La réquisition de travailleurs étrangers pendant
la Grande Guerre

En 1914, la guerre a une incidence directe sur les flux migratoires. Les ressortissants étrangers natifs des nations ennemies rentrent chez eux. La guerre provoque ainsi le départ de milliers de travailleurs étrangers, quand la majorité des travailleurs français sont au front. Les entreprises ne peuvent plus recruter de la main d’œuvre à l’étranger, c’est donc l’État qui prend en charge, pour la première fois, le recrutement (ou la réquisition) massif de travailleurs, ainsi que leur acheminement, leur placement dans les usines ou les campagnes etc. Durant la Grande Guerre, ce sont environ 500 000 travailleurs étrangers qui sont ainsi recrutés, pour la plupart issus de l’empire colonial (Algérie, Maroc, Indochine…). Les populations migratoires incluent également des ressortissants de l’Espagne, du Portugal, d’Italie ou encore de Grèce. Plus de la moitié de cette main d’œuvre étrangère fut employée dans les usines de guerre. Mais les travailleurs issus des pays européens ne reçoivent pas le même traitement que ceux issus des colonies. Ces derniers ont, par exemple, obligation de loger dans des dépôts ou des camps insalubres situés en périphéries des villes. Pour des raisons économiques et politiques, ils sont groupés en fonction de leurs origines tant sur leurs lieux de travail que dans les cantonnements. Les autorités publiques considèrent en effet que grouper les travailleurs par nationalités (Algériens d’un côté, Indochinois de l’autre…) permet d’obtenir un meilleur rendement, tout en s’assurant qu’une solidarité anti-coloniale ne se développe pas entre eux.

Les autorités font également leur maximum pour minimiser le plus possible les contacts entre la population française (notamment les femmes, restées à l’arrière et travaillant, pour une partie d’entre elles, dans les usines de guerre) et la main d’œuvre coloniale.

En haut : Groupe de travailleurs chinois en octobre 1916.
En haut : Groupe de travailleurs chinois en octobre 1916.
© Piston / Excelsior – L’Equipe / Roger-Viollet
Des ouvriers sénégalais chargeant des obus dans une manufacture lyonnaise en septembre 1916.
En bas : Des ouvriers sénégalais chargeant des obus dans une manufacture lyonnaise en septembre 1916.
© Piston / Excelsior – L’Equipe / Roger-Viollet

L’idée selon laquelle la population blanche serait substituée par les populations immigrées noires est également antisémite, puisque ce « grand remplacement » serait le fait d’un complot juif.

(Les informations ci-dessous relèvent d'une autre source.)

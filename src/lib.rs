//! ble-multilink - multi-peer BLE GATT client core.
//!
//! Discovers up to [`config::MAX_PEERS`] peripherals advertising a target
//! name, opens a link to each, negotiates the MTU, subscribes to one
//! notification characteristic and reports per-peer values to the
//! application.
//!
//! The crate holds no radio code. The stack is reached through
//! [`ble::runner::BleStack`] and reports back through
//! [`ble::StackEvent`]s, so everything here runs unchanged on the host.
//!
//! Usage: `cargo test` (host logging through the `log` feature), or build
//! for a target with `--features defmt`.

#![cfg_attr(not(test), no_std)]

// Must come first so the logging macros are visible to every module.
mod fmt;

pub mod ble;
pub mod config;
pub mod error;
pub mod glue;

// ═══════════════════════════════════════════════════════════════════════════
// Re-exports
// ═══════════════════════════════════════════════════════════════════════════

pub use ble::central::Central;
pub use ble::dispatcher::{EventDispatcher, ProfileHandler};
pub use ble::runner::{post_event, BleStack, Runner};
pub use ble::{AppSignal, LinkCommand, PeerAddress, Request, StackEvent};
pub use config::LinkConfig;
pub use error::{Error, StackError};
pub use glue::AppSink;

/// The single-profile client this crate was built for.
pub type GattClient = EventDispatcher<Central<{ config::MAX_PEERS }>, 1>;

/// Build a [`GattClient`] for `config`, registered under [`config::APP_ID`].
pub fn gatt_client(config: LinkConfig) -> GattClient {
    let mut client = GattClient::new();
    if let Err(e) = client.add_profile(config::APP_ID, Central::new(config::APP_ID, config)) {
        error!("client profile not added: {:?}", e);
    }
    client
}

// ═══════════════════════════════════════════════════════════════════════════
// Unit Tests
// ═══════════════════════════════════════════════════════════════════════════

#[cfg(test)]
mod tests {
    use super::*;
    use crate::ble::InterfaceHandle;

    #[test]
    fn gatt_client_has_one_unbound_profile() {
        let client = gatt_client(LinkConfig::default());
        assert_eq!(client.profiles().count(), 1);
        assert_eq!(client.profiles().next().unwrap().app_id(), config::APP_ID);
        assert_eq!(client.interface_of(config::APP_ID), InterfaceHandle::NONE);
        assert!(!client.handler(0).unwrap().is_registered());
    }
}
//! Logging facade.
//!
//! Forwards to `defmt` on target and to `log` on the host. With neither
//! feature enabled every macro expands to nothing (arguments are still
//! borrowed so they do not trigger unused warnings).

#![macro_use]
#![allow(unused_macros)]

#[cfg(all(feature = "defmt", feature = "log"))]
compile_error!("You may not enable both `defmt` and `log` features.");

macro_rules! trace {
    ($s:literal $(, $x:expr)* $(,)?) => {
        {
            #[cfg(feature = "defmt")]
            ::defmt::trace!($s $(, $x)*);
            #[cfg(feature = "log")]
            ::log::trace!($s $(, $x)*);
            #[cfg(not(any(feature = "defmt", feature = "log")))]
            let _ = ($( & $x ),*);
        }
    };
}

macro_rules! debug {
    ($s:literal $(, $x:expr)* $(,)?) => {
        {
            #[cfg(feature = "defmt")]
            ::defmt::debug!($s $(, $x)*);
            #[cfg(feature = "log")]
            ::log::debug!($s $(, $x)*);
            #[cfg(not(any(feature = "defmt", feature = "log")))]
            let _ = ($( & $x ),*);
        }
    };
}

macro_rules! info {
    ($s:literal $(, $x:expr)* $(,)?) => {
        {
            #[cfg(feature = "defmt")]
            ::defmt::info!($s $(, $x)*);
            #[cfg(feature = "log")]
            ::log::info!($s $(, $x)*);
            #[cfg(not(any(feature = "defmt", feature = "log")))]
            let _ = ($( & $x ),*);
        }
    };
}

macro_rules! warn {
    ($s:literal $(, $x:expr)* $(,)?) => {
        {
            #[cfg(feature = "defmt")]
            ::defmt::warn!($s $(, $x)*);
            #[cfg(feature = "log")]
            ::log::warn!($s $(, $x)*);
            #[cfg(not(any(feature = "defmt", feature = "log")))]
            let _ = ($( & $x ),*);
        }
    };
}

macro_rules! error {
    ($s:literal $(, $x:expr)* $(,)?) => {
        {
            #[cfg(feature = "defmt")]
            ::defmt::error!($s $(, $x)*);
            #[cfg(feature = "log")]
            ::log::error!($s $(, $x)*);
            #[cfg(not(any(feature = "defmt", feature = "log")))]
            let _ = ($( & $x ),*);
        }
    };
}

En 1925, cette théorie complotiste est mentionnée dans le livre « Praktischer Idealismus » (« Idéalisme pratique »), écrit par Richard Coudenhove-Kalergi, soit l’un des pères fondateurs de l’Union européenne. Le « plan Kalergi », (qui désigne donc un prétendu plan de génocide des peuples blancs européens par la submersion migratoire) va circuler dans les franges les plus radicalisées de l’extrême droite tout au long du XXe siècle, en s’appuyant sur la thèse d’un complot juif mondial. Encore aujourd’hui, ce plan est cité dans les sphères d’extrême droite, notamment sur internet. En 2015, le journal d’investigation indépendant italien Linkiesta démontait point par point cette théorie du complot en la comparant à la fake news des Protocoles des Sages de Sion dont on vous parlait ici.

Dans les années 1930, les étrangers représentent 6% de la population française. Une police bureaucratique de l’immigration voit le jour. Ses hommes fourniront les cadres du Commissariat général aux questions Juives de Vichy. Entre 1946 et 1948, la thématique du « grand remplacement », apparaît dans la presse de René Binet, ancien trotskiste converti au fascisme et Waffen-SS. Lui aussi reprend à son compte l’idée que les Juifs voudraient détruire l’Europe par le biais d’une immigration africaine, en y important des peuples non-européens. À cette époque, l’Europe est effectivement détruite, mais ce n’est pas le fait de l’immigration. La France est en ruines, des dizaines de villes ont été bombardées à plus de 75% pendant la guerre. Les industries manquent de main d’œuvre. Les politiques publiques font appel à un million et demi d’immigrants, dont l’arrivée est planifiée sur 5 ans. Une grande partie de cette population est d’origine magrébine (notamment algérienne). En parallèle des foyers construits par la Société Nationale de Construction pour les Travailleurs Algériens (Sonacotral), des bidonvilles apparaissent et perdurent jusqu’en 1972, comme à Nanterre. Dans ce reportage INA, 5 familles immigrées (espagnole, algérienne, yougoslave, sénégalaise et portugaise) racontent leurs vies et leurs difficultés en France en 1974.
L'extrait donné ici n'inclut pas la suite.